Femto cells are about putting a tiny cellular base station inside the home or office (technically, indoor office cells are usually called “picocells”). Indoors, the phone roams to the femtocell, and makes calls as normal - but they are connected over the user's broadband service.
Advantages:
- Any phone can roam to them because they use the same GSM or 3G networks. This is significant: one of the selling points of converged services is the promise of cheaper calls using the subscribers' own broadband networks - a saving which is currently wiped out by the high price of dual-mode phones.
- Femtocells should also slow down the operator's worst problem: churn. Service providers can send users a femtocell when they threaten to dump the service because of poor 3G coverage in their homes. If the operator manages to get everyone in a shared house or a family onto a femtocell, it's even harder for the whole family to move its mobile contracts - at the same time - to a different femto provider.
Disadvantages:
- It uses the customer's own broadband and phone line - so it's sitting alongside cheap or free alternatives. All this means operators will have to effectively give away femtocells.
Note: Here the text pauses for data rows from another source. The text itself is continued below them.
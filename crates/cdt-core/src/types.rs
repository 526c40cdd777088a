use serde::{Deserialize, Serialize};

/// Point estimate of a physical quantity with its one-sigma uncertainty.
#[derive(Debug, Clone, Copy, PartialEq, Serialize, Deserialize)]
pub struct FitResult {
    /// Best estimate.
    pub estimate: f64,
    /// Standard error of the estimate.
    pub stderr: f64,
}

impl FitResult {
    /// Creates a new estimate/uncertainty pair.
    pub fn new(estimate: f64, stderr: f64) -> Self {
        Self { estimate, stderr }
    }

    /// Ratio `stderr / |estimate|`; infinite for a zero estimate.
    pub fn relative_error(&self) -> f64 {
        if self.estimate == 0.0 {
            f64::INFINITY
        } else {
            (self.stderr / self.estimate).abs()
        }
    }

    /// Multiplies estimate and uncertainty by a constant factor.
    pub fn scaled(&self, factor: f64) -> Self {
        Self {
            estimate: self.estimate * factor,
            stderr: self.stderr * factor.abs(),
        }
    }
}
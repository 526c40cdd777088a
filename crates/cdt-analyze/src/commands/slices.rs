use std::error::Error;

use cdt_core::CdtError;
use cdt_stats::{
    batch_profile, first_crossing, mean_slice_autocorrelation, slice_autocovariance,
    AutocorrelationProfile, BatchedProfile,
};
use clap::Args;
use serde::Serialize;

use super::{analyse_runs, finish, load_config, load_run_matrix, select_runs, CommonArgs, RunOutcome};

#[derive(Args, Debug)]
pub struct SlicesArgs {
    #[command(flatten)]
    pub common: CommonArgs,
}

#[derive(Debug, Serialize)]
struct SlicesRun {
    samples: usize,
    correlation: AutocorrelationProfile,
    #[serde(skip_serializing_if = "Option::is_none")]
    correlation_length: Option<usize>,
    covariance: BatchedProfile,
}

#[derive(Debug, Serialize)]
struct SlicesReport {
    command: &'static str,
    batch_count: usize,
    runs: Vec<RunOutcome<SlicesRun>>,
}

pub fn run(args: &SlicesArgs) -> Result<(), Box<dyn Error>> {
    let config = load_config(args.common.config.as_deref())?;
    let entries = select_runs(&args.common)?;
    let runs = analyse_runs(&entries, &config, |params| -> Result<SlicesRun, CdtError> {
        let matrix = load_run_matrix(&args.common.data, params, &config)?;
        let max_lag = config
            .max_lag
            .unwrap_or(matrix.n_slices() / 2)
            .clamp(1, matrix.n_slices());
        let correlation = mean_slice_autocorrelation(&matrix, max_lag)?;
        let rows: Vec<Vec<f64>> = slice_autocovariance(&matrix, max_lag)?
            .into_iter()
            .map(|profile| profile.values)
            .collect();
        let covariance = batch_profile(&rows, config.batch_count)?;
        Ok(SlicesRun {
            samples: matrix.n_samples(),
            correlation_length: first_crossing(&correlation).ok(),
            correlation,
            covariance,
        })
    })?;

    finish(
        &args.common.out,
        SlicesReport {
            command: "slices",
            batch_count: config.batch_count,
            runs,
        },
    )
}
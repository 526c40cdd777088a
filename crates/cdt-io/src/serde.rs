use std::collections::BTreeMap;
use std::iter::FromIterator;

use cdt_core::errors::{CdtError, ErrorInfo};
use serde::{de::DeserializeOwned, Serialize};
use serde_json::{Map, Value};

fn serde_error(code: &str, err: impl ToString) -> CdtError {
    CdtError::Serde(ErrorInfo::new(code, err.to_string()))
}

fn canonicalize(value: Value) -> Value {
    match value {
        Value::Object(map) => {
            let ordered = map
                .into_iter()
                .map(|(key, value)| (key, canonicalize(value)))
                .collect::<BTreeMap<_, _>>();
            Value::Object(Map::from_iter(ordered))
        }
        Value::Array(values) => Value::Array(values.into_iter().map(canonicalize).collect()),
        other => other,
    }
}

/// Serializes a value into key-sorted JSON bytes.
///
/// Non-finite floats (an infinite relative error, say) serialize as `null`.
pub fn to_canonical_json_bytes<T: Serialize>(value: &T) -> Result<Vec<u8>, CdtError> {
    let value = serde_json::to_value(value).map_err(|err| serde_error("json-serialize", err))?;
    let mut bytes = Vec::new();
    serde_json::to_writer_pretty(&mut bytes, &canonicalize(value))
        .map_err(|err| serde_error("json-write", err))?;
    bytes.push(b'\n');
    Ok(bytes)
}

/// Deserializes a value from JSON bytes.
pub fn from_json_slice<T: DeserializeOwned>(data: &[u8]) -> Result<T, CdtError> {
    serde_json::from_slice(data).map_err(|err| serde_error("json-deserialize", err))
}

/// Deserializes a YAML payload into the requested type.
pub fn from_yaml_slice<T: DeserializeOwned>(data: &[u8]) -> Result<T, CdtError> {
    serde_yaml::from_slice(data).map_err(|err| serde_error("yaml-deserialize", err))
}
- The radio link in cell phones is strongly asymmetric - the radio element in a femtocell can't be simply re-used from a handset.
- Femtocells may make it harder for customers to change provider, but the cost of the femtocell has to be added in, so they increase the cost to the operator when a customer churns away to another service provider.
- It is quite complicated as well customers will roam between macro cells outside the house and femtocells inside. But this means the radio coverage of the femtocell - managed by the customer - must be coordinated with that of the macrocell. And the operator can look forward to costly customer support calls, when the user unplugs the femto, breaks it or causes interference to it, - or when the femto fails because the customer's broadband goes down.
Other burning questions in this regard are as follows
- Will mobile operators charge the same for minutes via femto cellular devices?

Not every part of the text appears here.